- [Exercise materials]

//! Supervised process state models.
//!
//! This module defines the structures the process supervisor keeps for every
//! spawned or adopted OS process, and the snapshot persisted when a process
//! is paused.

use chrono::{DateTime, Utc};
use serde::{Deserialize, Serialize};
use std::collections::HashMap;
use std::path::PathBuf;
use ts_rs::TS;

/// Lifecycle status of a supervised OS process.
///
/// A tracked process is normally `Running` until it exits (`Completed` or
/// `Error`) or is stopped on request (`Stopped`). `Paused` only appears in
/// persisted snapshots, since a paused process has already been killed.
#[derive(Serialize, Deserialize, Debug, Clone, Copy, PartialEq, Eq, TS)]
#[serde(rename_all = "snake_case")]
pub enum ProcessStatus {
    /// Process is alive and tracked.
    Running,

    /// Process state was captured and the process killed for later resumption.
    Paused,

    /// Process was stopped on request.
    Stopped,

    /// Process exited with code 0.
    Completed,

    /// Process exited abnormally or could not be waited on.
    Error,
}

impl ProcessStatus {
    /// Whether the process can no longer produce output.
    pub fn is_terminal(&self) -> bool {
        !matches!(self, Self::Running)
    }
}

/// Runtime state of one supervised process.
///
/// Owned exclusively by the supervisor; consumers receive clones.
#[derive(Serialize, Deserialize, Debug, Clone, PartialEq, TS)]
pub struct ProcessState {
    /// Caller-chosen identifier. At most one tracked process per id.
    pub id: String,

    /// Program that was executed.
    pub command: String,

    /// Arguments passed to the program.
    pub args: Vec<String>,

    /// Working directory of the process.
    pub cwd: PathBuf,

    /// Extra environment variables set for the process.
    #[serde(default)]
    pub env: HashMap<String, String>,

    /// File redirected to the process stdin, if any.
    #[serde(default)]
    pub stdin_file: Option<PathBuf>,

    /// OS process id, when known.
    #[serde(default)]
    pub pid: Option<u32>,

    /// Current lifecycle status.
    pub status: ProcessStatus,

    /// When the process was started or adopted.
    pub start_time: DateTime<Utc>,

    /// When the process last wrote to stdout or stderr.
    pub last_output: DateTime<Utc>,

    /// Free-form metadata carried across pause/resume.
    #[serde(default)]
    pub metadata: HashMap<String, String>,
}

/// A paused process: its state plus the trailing output it produced.
///
/// Persisted when a process is paused and consumed exactly once on resume.
#[derive(Serialize, Deserialize, Debug, Clone, PartialEq, TS)]
pub struct PausedProcessSnapshot {
    /// Process state at pause time, with `status` set to `Paused`.
    pub state: ProcessState,

    /// Trailing sample of the process output.
    pub output_tail: String,

    /// When the snapshot was taken.
    pub paused_at: DateTime<Utc>,

    /// Runtime budget the process was started with, in milliseconds.
    #[serde(default)]
    pub max_runtime_ms: Option<u64>,

    /// Health check interval the process was started with, in milliseconds.
    #[serde(default)]
    pub health_check_interval_ms: Option<u64>,
}

/// A process visible to the operating system, as seen by an orphan sweep.
#[derive(Serialize, Deserialize, Debug, Clone, PartialEq, Eq, TS)]
pub struct OsProcess {
    /// OS process id.
    pub pid: u32,

    /// Process group (POSIX) or parent process (Windows), when known.
    #[serde(default)]
    pub group_id: Option<u32>,

    /// Full command line.
    pub command_line: String,
}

- [Aim of the task] Give the listing once more, unchanged in every line.

- [Final answer]
//! Supervised process state models.
//!
//! This module defines the structures the process supervisor keeps for every
//! spawned or adopted OS process, and the snapshot persisted when a process
//! is paused.

use chrono::{DateTime, Utc};
use serde::{Deserialize, Serialize};
use std::collections::HashMap;
use std::path::PathBuf;
use ts_rs::TS;

/// Lifecycle status of a supervised OS process.
///
/// A tracked process is normally `Running` until it exits (`Completed` or
/// `Error`) or is stopped on request (`Stopped`). `Paused` only appears in
/// persisted snapshots, since a paused process has already been killed.
#[derive(Serialize, Deserialize, Debug, Clone, Copy, PartialEq, Eq, TS)]
#[serde(rename_all = "snake_case")]
pub enum ProcessStatus {
    /// Process is alive and tracked.
    Running,

    /// Process state was captured and the process killed for later resumption.
    Paused,

    /// Process was stopped on request.
    Stopped,

    /// Process exited with code 0.
    Completed,

    /// Process exited abnormally or could not be waited on.
    Error,
}

impl ProcessStatus {
    /// Whether the process can no longer produce output.
    pub fn is_terminal(&self) -> bool {
        !matches!(self, Self::Running)
    }
}

/// Runtime state of one supervised process.
///
/// Owned exclusively by the supervisor; consumers receive clones.
#[derive(Serialize, Deserialize, Debug, Clone, PartialEq, TS)]
pub struct ProcessState {
    /// Caller-chosen identifier. At most one tracked process per id.
    pub id: String,

    /// Program that was executed.
    pub command: String,

    /// Arguments passed to the program.
    pub args: Vec<String>,

    /// Working directory of the process.
    pub cwd: PathBuf,

    /// Extra environment variables set for the process.
    #[serde(default)]
    pub env: HashMap<String, String>,

    /// File redirected to the process stdin, if any.
    #[serde(default)]
    pub stdin_file: Option<PathBuf>,

    /// OS process id, when known.
    #[serde(default)]
    pub pid: Option<u32>,

    /// Current lifecycle status.
    pub status: ProcessStatus,

    /// When the process was started or adopted.
    pub start_time: DateTime<Utc>,

    /// When the process last wrote to stdout or stderr.
    pub last_output: DateTime<Utc>,

    /// Free-form metadata carried across pause/resume.
    #[serde(default)]
    pub metadata: HashMap<String, String>,
}

/// A paused process: its state plus the trailing output it produced.
///
/// Persisted when a process is paused and consumed exactly once on resume.
#[derive(Serialize, Deserialize, Debug, Clone, PartialEq, TS)]
pub struct PausedProcessSnapshot {
    /// Process state at pause time, with `status` set to `Paused`.
    pub state: ProcessState,

    /// Trailing sample of the process output.
    pub output_tail: String,

    /// When the snapshot was taken.
    pub paused_at: DateTime<Utc>,

    /// Runtime budget the process was started with, in milliseconds.
    #[serde(default)]
    pub max_runtime_ms: Option<u64>,

    /// Health check interval the process was started with, in milliseconds.
    #[serde(default)]
    pub health_check_interval_ms: Option<u64>,
}

/// A process visible to the operating system, as seen by an orphan sweep.
#[derive(Serialize, Deserialize, Debug, Clone, PartialEq, Eq, TS)]
pub struct OsProcess {
    /// OS process id.
    pub pid: u32,

    /// Process group (POSIX) or parent process (Windows), when known.
    #[serde(default)]
    pub group_id: Option<u32>,

    /// Full command line.
    pub command_line: String,
}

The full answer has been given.